Going from bad to worse as England face stern test

CRICKET/India v England: After two weeks of skating round the fringes, the England tour of India yesterday lurched from turmoil…

CRICKET/India v England: After two weeks of skating round the fringes, the England tour of India yesterday lurched from turmoil into a disarray that is almost comical in its seriousness. Bad news has been a constant companion since first they landed, and it has not yet taken its leave.

That the captain Michael Vaughan is to return home has not come as a total surprise because he suffered discomfort in his troublesome right knee during the first warm-up match in Mumbai. The injury to Simon Jones yesterday, though, has come as a hammer blow.

The pace bowler pulled up limping in his delivery stride while practising and immediately sank to the ground, in pain from his left knee. He was able to walk unaided, if gingerly, to the dressingroom and was sent for a scan. He cut a forlorn figure when he returned to the team hotel, knee heavily strapped.

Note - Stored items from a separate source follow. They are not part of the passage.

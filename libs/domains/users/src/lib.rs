//! Users Domain
//!
//! Read-only user accounts and the login flow built on them.
//!
//! # Features
//!
//! - Case-insensitive email lookup
//! - Password verification with Argon2
//! - JWT issuing and verification
//! - Login endpoint behind the API key
//!
//! # Architecture
//!
//! ```text
//! ┌─────────────┐
//! │  Handlers   │  ← POST /login
//! └──────┬──────┘
//!        │
//! ┌──────▼──────┐
//! │ AuthService │  ← Credential checks, token issuing
//! └──────┬──────┘
//!        │
//! ┌──────▼──────┐
//! │ Repository  │  ← Data access (trait + RecordStore implementation)
//! └──────┬──────┘
//!        │
//! ┌──────▼──────┐
//! │   Models    │  ← User, profile, login DTOs
//! └─────────────┘
//! ```
//!
//! # Usage
//!
//! ```rust,ignore
//! use database::json::{JsonFileStore, JsonStoreConfig};
//! use domain_users::{handlers, AuthService, StoreUserRepository};
//!
//! let store = JsonFileStore::open(&JsonStoreConfig::new("./db"), "users");
//! let service = AuthService::new(StoreUserRepository::new(store), route_auth.jwt.clone());
//!
//! let router = handlers::router(service, &route_auth);
//! ```

pub mod error;
pub mod handlers;
pub mod models;
pub mod repository;
pub mod service;

/// Collection name used for user records
pub const COLLECTION: &str = "users";

// Re-export commonly used types
pub use error::{AuthError, AuthResult};
pub use handlers::ApiDoc;
pub use models::{LoginRequest, LoginResponse, User, UserProfile};
pub use repository::{StoreUserRepository, UserRepository};
pub use service::{AuthService, hash_password};
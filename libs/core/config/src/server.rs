//! HTTP listener settings

use crate::{env_or_default, ConfigError, FromEnv};
use std::net::Ipv4Addr;

/// Port used when `PORT` is unset
pub const DEFAULT_PORT: u16 = 3000;

/// Address the HTTP server binds to.
///
/// Loaded from `HOST` (default `0.0.0.0`, every interface) and `PORT`
/// (default `3000`).
#[derive(Clone, Debug, PartialEq, Eq)]
pub struct ServerConfig {
    pub host: String,
    pub port: u16,
}

impl ServerConfig {
    pub fn new(host: impl Into<String>, port: u16) -> Self {
        Self {
            host: host.into(),
            port,
        }
    }

    /// `host:port`, as accepted by `TcpListener::bind`
    pub fn address(&self) -> String {
        format!("{}:{}", self.host, self.port)
    }
}

fn parse_port(raw: &str) -> Result<u16, ConfigError> {
    raw.trim().parse().map_err(|e| ConfigError::ParseError {
        key: "PORT".to_string(),
        details: format!("'{}' is not a valid port: {}", raw, e),
    })
}

impl FromEnv for ServerConfig {
    fn from_env() -> Result<Self, ConfigError> {
        let host = env_or_default("HOST", &Ipv4Addr::UNSPECIFIED.to_string());
        let port = parse_port(&env_or_default("PORT", &DEFAULT_PORT.to_string()))?;

        Ok(Self { host, port })
    }
}

impl Default for ServerConfig {
    fn default() -> Self {
        Self::new(Ipv4Addr::UNSPECIFIED.to_string(), DEFAULT_PORT)
    }
}
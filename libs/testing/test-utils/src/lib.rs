//! Shared test utilities for domain testing
//!
//! This crate provides reusable test infrastructure for all domain crates:
//! - `TestDataDir`: temporary JSON data directory with automatic cleanup
//! - `TestDataBuilder`: Deterministic test data generation
//! - `assertions`: Custom assertion helpers
//!
//! # Usage
//!
//! ```rust,no_run
//! use test_utils::{TestDataDir, TestDataBuilder};
//!
//! #[tokio::test]
//! async fn my_store_test() {
//!     let data = TestDataDir::new();
//!     let builder = TestDataBuilder::from_test_name("my_test");
//!
//!     let products = data.store("products");
//!     let payload = builder.product("main");
//! }
//! ```

use serde_json::{Value, json};
use uuid::Uuid;

mod data_dir;

pub use data_dir::TestDataDir;

/// Builder for test data with deterministic randomization
///
/// This ensures tests are reproducible by using seeded data.
pub struct TestDataBuilder {
    seed: u64,
}

impl TestDataBuilder {
    /// Create a new builder with a seed (for deterministic tests)
    pub fn new(seed: u64) -> Self {
        Self { seed }
    }

    /// Create from test name (generates seed from test name hash)
    ///
    /// # Example
    ///
    /// ```
    /// use test_utils::TestDataBuilder;
    ///
    /// let builder = TestDataBuilder::from_test_name("test_create_product");
    /// ```
    pub fn from_test_name(name: &str) -> Self {
        use std::collections::hash_map::DefaultHasher;
        use std::hash::{Hash, Hasher};

        let mut hasher = DefaultHasher::new();
        name.hash(&mut hasher);
        Self::new(hasher.finish())
    }

    /// Deterministic user id
    pub fn user_id(&self) -> String {
        let bytes = self.seed.to_le_bytes();
        let mut uuid_bytes = [0u8; 16];
        uuid_bytes[..8].copy_from_slice(&bytes);
        uuid_bytes[8..16].copy_from_slice(&bytes);
        Uuid::from_bytes(uuid_bytes).to_string()
    }

    /// Generate a unique name for testing
    ///
    /// ```
    /// use test_utils::TestDataBuilder;
    ///
    /// let builder = TestDataBuilder::from_test_name("my_test");
    /// let name = builder.name("product", "main");
    /// // Returns: "test-product-12345-main"
    /// ```
    pub fn name(&self, prefix: &str, suffix: &str) -> String {
        format!("test-{}-{}-{}", prefix, self.seed, suffix)
    }

    /// SKU unique to this builder and `suffix`, always at least 5 characters
    pub fn sku(&self, suffix: &str) -> String {
        format!("SKU-{:05}-{}", self.seed % 100_000, suffix)
    }

    pub fn email(&self, local: &str) -> String {
        format!("{}+{}@example.com", local, self.seed % 100_000)
    }

    /// A product payload that passes validation
    pub fn product(&self, suffix: &str) -> Value {
        json!({
            "name": self.name("product", suffix),
            "sku": self.sku(suffix),
            "price": 19.99,
            "stock": 5,
            "category": "Office",
            "description": "Generated for tests"
        })
    }
}

/// Test assertion helpers
pub mod assertions {
    use serde_json::Value;

    /// Assert that an optional value is Some
    pub fn assert_some<T>(value: Option<T>, context: &str) -> T {
        value.unwrap_or_else(|| panic!("{}: expected Some, got None", context))
    }

    /// Assert that `body` is an error envelope carrying `code`
    pub fn assert_error_code(body: &Value, code: &str) {
        assert_eq!(
            body["error"]["code"], code,
            "expected error code {}, got body {}",
            code, body
        );
    }

    /// Assert that `body` is a success envelope and return its `data`
    pub fn assert_success(body: &Value) -> &Value {
        assert_eq!(body["success"], true, "expected success envelope, got {}", body);
        &body["data"]
    }
}
//! Temporary data directories for JSON-file stores
//!
//! Provides a `TestDataDir` helper that owns a fresh directory per test and
//! hands out `JsonFileStore`s rooted in it.

use std::path::Path;

use database::json::{JsonFileStore, JsonStoreConfig};
use serde_json::Value;
use tempfile::TempDir;

/// Test data directory wrapper that ensures proper cleanup
///
/// The directory and everything written into it is removed when this struct
/// is dropped.
pub struct TestDataDir {
    dir: TempDir,
    config: JsonStoreConfig,
}

impl TestDataDir {
    /// Create a new, empty data directory
    ///
    /// # Example
    ///
    /// ```no_run
    /// use test_utils::TestDataDir;
    ///
    /// # async fn example() {
    /// let data = TestDataDir::new();
    /// let products = data.store("products");
    /// # }
    /// ```
    pub fn new() -> Self {
        let dir = TempDir::new().expect("Failed to create temporary data directory");
        let config = JsonStoreConfig::new(dir.path());
        tracing::debug!(path = %dir.path().display(), "Test data directory created");

        Self { dir, config }
    }

    pub fn path(&self) -> &Path {
        self.dir.path()
    }

    /// Store configuration pointing at this directory
    pub fn config(&self) -> &JsonStoreConfig {
        &self.config
    }

    /// Open the JSON-file store for `collection`
    pub fn store(&self, collection: &str) -> JsonFileStore {
        JsonFileStore::open(&self.config, collection)
    }

    /// Write `records` (a JSON array) as the raw content of `collection`
    pub async fn seed(&self, collection: &str, records: &Value) {
        let body = serde_json::to_string_pretty(records).expect("Failed to encode seed records");
        tokio::fs::write(self.config.collection_path(collection), body)
            .await
            .expect("Failed to write seed file");
    }

    /// Raw parsed content of `collection`, or `Value::Null` when the file is absent
    pub async fn read(&self, collection: &str) -> Value {
        match tokio::fs::read_to_string(self.config.collection_path(collection)).await {
            Ok(raw) => serde_json::from_str(&raw).expect("Collection file is not valid JSON"),
            Err(e) if e.kind() == std::io::ErrorKind::NotFound => Value::Null,
            Err(e) => panic!("Failed to read collection file: {}", e),
        }
    }
}

impl Default for TestDataDir {
    fn default() -> Self {
        Self::new()
    }
}
use std::io::ErrorKind;
use std::path::{Path, PathBuf};
use std::sync::Arc;

use async_trait::async_trait;
use chrono::Utc;
use serde_json::Value;
use tokio::fs;
use tokio::sync::Mutex;
use tracing::{debug, instrument};

use super::JsonStoreConfig;
use crate::common::{StoreError, StoreResult};
use crate::record::{self, Record, RecordStore};

/// [`RecordStore`] persisting one collection as a JSON file.
///
/// Clones share the write lock, so every handle to the same collection
/// serializes its read-modify-write cycles. Open each collection once and
/// clone the handle rather than opening it twice.
#[derive(Clone, Debug)]
pub struct JsonFileStore {
    collection: Arc<str>,
    path: Arc<Path>,
    write_lock: Arc<Mutex<()>>,
}

impl JsonFileStore {
    /// Bind to `<data_dir>/<collection>.json`. The file is created on first write.
    pub fn open(config: &JsonStoreConfig, collection: impl Into<String>) -> Self {
        let collection = collection.into();
        let path = config.collection_path(&collection);
        Self {
            collection: Arc::from(collection),
            path: Arc::from(path),
            write_lock: Arc::default(),
        }
    }

    pub fn path(&self) -> &Path {
        &self.path
    }

    fn temp_path(&self) -> PathBuf {
        let mut name = self
            .path
            .file_name()
            .map(|name| name.to_os_string())
            .unwrap_or_default();
        name.push(".tmp");
        self.path.with_file_name(name)
    }

    fn corrupt(&self, details: impl Into<String>) -> StoreError {
        StoreError::Corrupt {
            collection: self.collection.to_string(),
            details: details.into(),
        }
    }

    async fn load(&self) -> StoreResult<Vec<Record>> {
        let raw = match fs::read_to_string(&*self.path).await {
            Ok(raw) => raw,
            Err(e) if e.kind() == ErrorKind::NotFound => {
                debug!(path = %self.path.display(), "Collection file absent, treating as empty");
                return Ok(Vec::new());
            }
            Err(e) => return Err(StoreError::io(&*self.path, e)),
        };

        if raw.trim().is_empty() {
            return Ok(Vec::new());
        }

        let values: Vec<Value> =
            serde_json::from_str(&raw).map_err(|e| self.corrupt(format!("not a JSON array: {}", e)))?;

        values
            .into_iter()
            .enumerate()
            .map(|(index, value)| match value {
                Value::Object(record) => Ok(record),
                _ => Err(self.corrupt(format!("entry {} is not an object", index))),
            })
            .collect()
    }

    async fn persist(&self, records: &[Record]) -> StoreResult<()> {
        let body = serde_json::to_string_pretty(records)?;

        if let Some(parent) = self.path.parent() {
            fs::create_dir_all(parent)
                .await
                .map_err(|e| StoreError::io(parent, e))?;
        }

        let temp = self.temp_path();
        fs::write(&temp, body)
            .await
            .map_err(|e| StoreError::io(&temp, e))?;
        fs::rename(&temp, &*self.path)
            .await
            .map_err(|e| StoreError::io(&*self.path, e))?;

        debug!(path = %self.path.display(), count = records.len(), "Collection persisted");
        Ok(())
    }
}

#[async_trait]
impl RecordStore for JsonFileStore {
    fn collection(&self) -> &str {
        &self.collection
    }

    async fn read_all(&self) -> StoreResult<Vec<Record>> {
        self.load().await
    }

    async fn write_all(&self, records: Vec<Record>) -> StoreResult<()> {
        let _guard = self.write_lock.lock().await;
        self.persist(&records).await
    }

    #[instrument(skip(self, fields), fields(collection = %self.collection))]
    async fn create(&self, fields: Record) -> StoreResult<Record> {
        let _guard = self.write_lock.lock().await;
        let mut records = self.load().await?;
        let created = record::insert_new(&mut records, fields, Utc::now());
        self.persist(&records).await?;
        Ok(created)
    }

    #[instrument(skip(self, fields), fields(collection = %self.collection))]
    async fn update(&self, id: &str, fields: Record) -> StoreResult<Option<Record>> {
        let _guard = self.write_lock.lock().await;
        let mut records = self.load().await?;
        let Some(updated) = record::merge_into(&mut records, id, fields, Utc::now()) else {
            return Ok(None);
        };
        self.persist(&records).await?;
        Ok(Some(updated))
    }

    #[instrument(skip(self), fields(collection = %self.collection))]
    async fn delete(&self, id: &str) -> StoreResult<bool> {
        let _guard = self.write_lock.lock().await;
        let mut records = self.load().await?;
        if !record::remove_by_id(&mut records, id) {
            return Ok(false);
        }
        self.persist(&records).await?;
        Ok(true)
    }
}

This means that Andrew Flintoff will take over the captaincy at a time when the last thing almost everyone but he thinks he needs is an extra workload. It also means that there will be a debut for the talented young Essex left-hander Alastair Cook, who will accompany Andrew Strauss at the top of the order. Cook is a fine young player, apparently with all the credentials technically and mentally to enjoy a successful Test career; the door may be opening for him just as a previous injury to Vaughan and then the retirement of Nasser Hussain allowed in Strauss.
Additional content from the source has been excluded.